DATA TO EXAMINE>
:::::
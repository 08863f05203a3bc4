use std::{fmt::Display, ops::AddAssign};

use crate::core::game::GameState;
use crate::core::moves::Move;

/** Leaf statistics of a pseudo-legal move tree. */
#[derive(Debug, Default, Clone, Copy, PartialEq, Eq)]
pub struct PerftResult {
    pub nodes: usize,
    pub captures: usize,
}

impl AddAssign for PerftResult {
    fn add_assign(&mut self, rhs: Self) {
        self.nodes += rhs.nodes;
        self.captures += rhs.captures;
    }
}

impl Display for PerftResult {
    fn fmt(&self, f: &mut std::fmt::Formatter<'_>) -> std::fmt::Result {
        write!(f, "{} - cp: {:<4}", self.nodes, self.captures)
    }
}

fn count_perft_result(moves: &[Move]) -> PerftResult {
    PerftResult {
        nodes: moves.len(),
        captures: moves.iter().filter(|_move| _move.is_capture()).count(),
    }
}

/// Walks the tree with make/undo, so `game` is left as it was given.
pub fn perft(game: &mut GameState, depth: usize) -> PerftResult {
    if depth == 0 {
        return PerftResult {
            nodes: 1,
            ..Default::default()
        };
    }
    let possible_moves = game.get_valid_moves();
    if depth == 1 {
        return count_perft_result(&possible_moves);
    }
    let mut result = PerftResult::default();
    for _move in possible_moves {
        game.make_move(_move);
        result += perft(game, depth - 1);
        game.undo_move();
    }
    result
}

/** Per-root-move breakdown of `perft`. Depth 0 has no root moves to
 * split by, so it yields an empty list. */
pub fn perft_divide(game: &mut GameState, depth: usize) -> Vec<(Move, PerftResult)> {
    if depth == 0 {
        return Vec::new();
    }
    game.get_valid_moves()
        .into_iter()
        .map(|_move| {
            game.make_move(_move);
            let result = perft(game, depth - 1);
            game.undo_move();
            (_move, result)
        })
        .collect()
}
:::::
AIM OF THE EXERCISE>
Only lines that contain the string "AddAssign" count; pick each one out of the records and copy it.

RESULT OF THE TASK>
use std::{fmt::Display, ops::AddAssign};
impl AddAssign for PerftResult {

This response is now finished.